Data items
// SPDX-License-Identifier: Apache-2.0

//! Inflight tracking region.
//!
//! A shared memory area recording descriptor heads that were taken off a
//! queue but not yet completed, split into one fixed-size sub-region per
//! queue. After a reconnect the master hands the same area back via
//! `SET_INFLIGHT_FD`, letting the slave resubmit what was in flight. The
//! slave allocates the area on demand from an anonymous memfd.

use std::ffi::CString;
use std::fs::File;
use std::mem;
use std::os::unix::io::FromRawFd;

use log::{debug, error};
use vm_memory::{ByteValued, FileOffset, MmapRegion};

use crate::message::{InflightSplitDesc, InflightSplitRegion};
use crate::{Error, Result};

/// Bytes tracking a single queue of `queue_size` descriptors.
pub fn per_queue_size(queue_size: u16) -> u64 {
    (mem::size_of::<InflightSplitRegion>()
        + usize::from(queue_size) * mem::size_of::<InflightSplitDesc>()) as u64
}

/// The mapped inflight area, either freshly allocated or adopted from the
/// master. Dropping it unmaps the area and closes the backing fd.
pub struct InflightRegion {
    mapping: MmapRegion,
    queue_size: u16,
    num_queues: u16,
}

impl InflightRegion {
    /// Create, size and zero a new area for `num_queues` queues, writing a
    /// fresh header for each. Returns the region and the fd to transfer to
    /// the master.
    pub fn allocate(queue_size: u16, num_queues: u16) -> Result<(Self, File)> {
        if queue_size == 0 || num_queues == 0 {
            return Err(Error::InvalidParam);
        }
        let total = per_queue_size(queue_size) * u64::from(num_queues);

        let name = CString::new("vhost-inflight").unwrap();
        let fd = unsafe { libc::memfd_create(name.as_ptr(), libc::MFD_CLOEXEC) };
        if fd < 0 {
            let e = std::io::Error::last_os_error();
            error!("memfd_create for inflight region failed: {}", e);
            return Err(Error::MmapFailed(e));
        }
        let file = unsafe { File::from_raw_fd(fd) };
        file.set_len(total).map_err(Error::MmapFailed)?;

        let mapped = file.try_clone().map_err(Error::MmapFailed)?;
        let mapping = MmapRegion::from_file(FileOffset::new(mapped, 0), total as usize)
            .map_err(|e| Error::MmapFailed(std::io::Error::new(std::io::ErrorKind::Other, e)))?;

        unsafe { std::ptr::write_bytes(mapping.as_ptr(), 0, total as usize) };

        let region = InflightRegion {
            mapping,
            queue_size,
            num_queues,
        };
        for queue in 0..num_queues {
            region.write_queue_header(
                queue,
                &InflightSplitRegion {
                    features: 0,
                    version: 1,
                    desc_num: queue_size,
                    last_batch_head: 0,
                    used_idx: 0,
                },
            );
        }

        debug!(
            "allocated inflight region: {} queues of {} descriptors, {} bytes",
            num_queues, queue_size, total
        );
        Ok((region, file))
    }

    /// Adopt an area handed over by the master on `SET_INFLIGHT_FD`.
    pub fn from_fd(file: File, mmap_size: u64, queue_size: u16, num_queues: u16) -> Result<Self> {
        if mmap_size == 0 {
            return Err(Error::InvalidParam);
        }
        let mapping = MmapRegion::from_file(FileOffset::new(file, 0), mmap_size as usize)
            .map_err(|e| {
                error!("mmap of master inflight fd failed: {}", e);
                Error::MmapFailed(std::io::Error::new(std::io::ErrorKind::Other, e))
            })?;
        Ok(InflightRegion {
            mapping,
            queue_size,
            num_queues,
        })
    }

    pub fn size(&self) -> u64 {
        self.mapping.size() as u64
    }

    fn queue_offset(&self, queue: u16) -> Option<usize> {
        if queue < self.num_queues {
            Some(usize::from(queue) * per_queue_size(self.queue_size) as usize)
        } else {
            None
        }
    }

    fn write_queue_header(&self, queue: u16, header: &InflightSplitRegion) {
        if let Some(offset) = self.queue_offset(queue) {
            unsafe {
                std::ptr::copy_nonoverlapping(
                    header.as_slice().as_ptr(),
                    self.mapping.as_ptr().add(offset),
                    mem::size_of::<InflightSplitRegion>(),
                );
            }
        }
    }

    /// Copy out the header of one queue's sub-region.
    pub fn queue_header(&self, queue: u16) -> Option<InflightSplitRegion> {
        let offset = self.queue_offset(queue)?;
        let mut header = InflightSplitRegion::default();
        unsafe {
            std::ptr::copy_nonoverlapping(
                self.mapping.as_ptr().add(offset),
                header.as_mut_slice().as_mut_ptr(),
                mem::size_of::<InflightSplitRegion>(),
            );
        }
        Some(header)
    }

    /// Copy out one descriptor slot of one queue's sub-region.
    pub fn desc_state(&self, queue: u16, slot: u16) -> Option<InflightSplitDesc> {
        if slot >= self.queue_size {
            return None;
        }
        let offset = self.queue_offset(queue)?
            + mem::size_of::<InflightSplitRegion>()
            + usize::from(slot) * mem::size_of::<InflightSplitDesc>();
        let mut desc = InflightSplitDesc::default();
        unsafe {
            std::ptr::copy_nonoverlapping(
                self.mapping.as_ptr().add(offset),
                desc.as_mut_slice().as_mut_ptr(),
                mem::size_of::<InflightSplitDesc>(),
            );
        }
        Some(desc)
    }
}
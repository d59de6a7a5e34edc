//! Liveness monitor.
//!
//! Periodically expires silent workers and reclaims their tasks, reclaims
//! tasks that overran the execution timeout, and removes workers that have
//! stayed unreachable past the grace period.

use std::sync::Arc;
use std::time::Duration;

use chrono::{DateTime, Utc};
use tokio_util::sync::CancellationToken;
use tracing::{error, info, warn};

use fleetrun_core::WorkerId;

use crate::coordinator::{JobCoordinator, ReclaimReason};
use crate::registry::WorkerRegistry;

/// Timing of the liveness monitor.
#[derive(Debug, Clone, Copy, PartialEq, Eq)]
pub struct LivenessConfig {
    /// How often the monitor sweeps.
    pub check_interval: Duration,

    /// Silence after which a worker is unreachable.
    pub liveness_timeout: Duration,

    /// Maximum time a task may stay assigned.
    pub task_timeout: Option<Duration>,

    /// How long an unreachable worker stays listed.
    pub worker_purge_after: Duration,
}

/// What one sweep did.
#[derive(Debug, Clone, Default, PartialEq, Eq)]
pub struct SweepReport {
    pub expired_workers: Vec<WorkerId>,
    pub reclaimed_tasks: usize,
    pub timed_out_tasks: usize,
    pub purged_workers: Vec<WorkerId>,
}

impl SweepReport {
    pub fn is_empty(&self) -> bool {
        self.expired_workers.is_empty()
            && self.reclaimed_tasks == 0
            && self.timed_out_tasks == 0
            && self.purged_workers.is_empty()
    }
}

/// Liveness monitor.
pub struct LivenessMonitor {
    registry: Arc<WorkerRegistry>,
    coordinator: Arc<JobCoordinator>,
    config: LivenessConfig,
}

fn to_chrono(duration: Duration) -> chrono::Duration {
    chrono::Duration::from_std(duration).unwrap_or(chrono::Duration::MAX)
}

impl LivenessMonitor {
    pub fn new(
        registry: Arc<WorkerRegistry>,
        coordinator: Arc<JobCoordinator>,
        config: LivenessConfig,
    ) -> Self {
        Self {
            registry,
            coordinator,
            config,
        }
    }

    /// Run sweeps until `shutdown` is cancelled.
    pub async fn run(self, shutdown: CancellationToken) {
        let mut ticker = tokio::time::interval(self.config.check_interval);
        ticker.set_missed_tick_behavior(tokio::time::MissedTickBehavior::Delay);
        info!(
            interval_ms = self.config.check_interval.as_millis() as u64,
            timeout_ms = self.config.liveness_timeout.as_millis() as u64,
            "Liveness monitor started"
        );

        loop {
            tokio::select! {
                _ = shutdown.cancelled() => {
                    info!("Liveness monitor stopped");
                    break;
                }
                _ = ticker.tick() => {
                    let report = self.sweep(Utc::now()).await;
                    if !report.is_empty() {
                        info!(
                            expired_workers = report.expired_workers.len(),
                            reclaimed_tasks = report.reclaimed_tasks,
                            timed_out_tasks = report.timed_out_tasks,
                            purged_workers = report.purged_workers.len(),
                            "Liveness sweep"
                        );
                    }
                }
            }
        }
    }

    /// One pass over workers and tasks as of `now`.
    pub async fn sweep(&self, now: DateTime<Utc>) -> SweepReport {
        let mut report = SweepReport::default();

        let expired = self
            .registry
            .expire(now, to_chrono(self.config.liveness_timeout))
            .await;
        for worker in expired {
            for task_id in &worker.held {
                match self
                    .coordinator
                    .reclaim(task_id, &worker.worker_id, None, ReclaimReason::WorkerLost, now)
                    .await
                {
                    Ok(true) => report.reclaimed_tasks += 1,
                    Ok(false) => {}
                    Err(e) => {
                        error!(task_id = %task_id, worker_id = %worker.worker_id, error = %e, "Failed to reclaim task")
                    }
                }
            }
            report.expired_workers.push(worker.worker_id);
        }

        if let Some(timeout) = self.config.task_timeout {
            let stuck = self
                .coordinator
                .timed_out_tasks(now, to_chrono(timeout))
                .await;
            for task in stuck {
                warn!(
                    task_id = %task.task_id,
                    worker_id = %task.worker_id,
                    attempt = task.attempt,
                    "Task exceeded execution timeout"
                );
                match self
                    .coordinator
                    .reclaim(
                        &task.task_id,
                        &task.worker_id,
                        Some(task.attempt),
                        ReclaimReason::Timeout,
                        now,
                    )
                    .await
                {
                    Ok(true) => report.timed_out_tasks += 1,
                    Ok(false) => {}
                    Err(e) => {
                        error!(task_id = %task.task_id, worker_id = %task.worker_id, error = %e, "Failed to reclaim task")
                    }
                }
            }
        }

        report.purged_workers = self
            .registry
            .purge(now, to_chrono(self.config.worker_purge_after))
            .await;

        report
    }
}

**What is required**
Word for word, output the lines of the data from its first line through the line where "if queue_size == 0" appears, and stop there.

**Answer**
// SPDX-License-Identifier: Apache-2.0

//! Inflight tracking region.
//!
//! A shared memory area recording descriptor heads that were taken off a
//! queue but not yet completed, split into one fixed-size sub-region per
//! queue. After a reconnect the master hands the same area back via
//! `SET_INFLIGHT_FD`, letting the slave resubmit what was in flight. The
//! slave allocates the area on demand from an anonymous memfd.

use std::ffi::CString;
use std::fs::File;
use std::mem;
use std::os::unix::io::FromRawFd;

use log::{debug, error};
use vm_memory::{ByteValued, FileOffset, MmapRegion};

use crate::message::{InflightSplitDesc, InflightSplitRegion};
use crate::{Error, Result};

/// Bytes tracking a single queue of `queue_size` descriptors.
pub fn per_queue_size(queue_size: u16) -> u64 {
    (mem::size_of::<InflightSplitRegion>()
        + usize::from(queue_size) * mem::size_of::<InflightSplitDesc>()) as u64
}

/// The mapped inflight area, either freshly allocated or adopted from the
/// master. Dropping it unmaps the area and closes the backing fd.
pub struct InflightRegion {
    mapping: MmapRegion,
    queue_size: u16,
    num_queues: u16,
}

impl InflightRegion {
    /// Create, size and zero a new area for `num_queues` queues, writing a
    /// fresh header for each. Returns the region and the fd to transfer to
    /// the master.
    pub fn allocate(queue_size: u16, num_queues: u16) -> Result<(Self, File)> {
        if queue_size == 0 || num_queues == 0 {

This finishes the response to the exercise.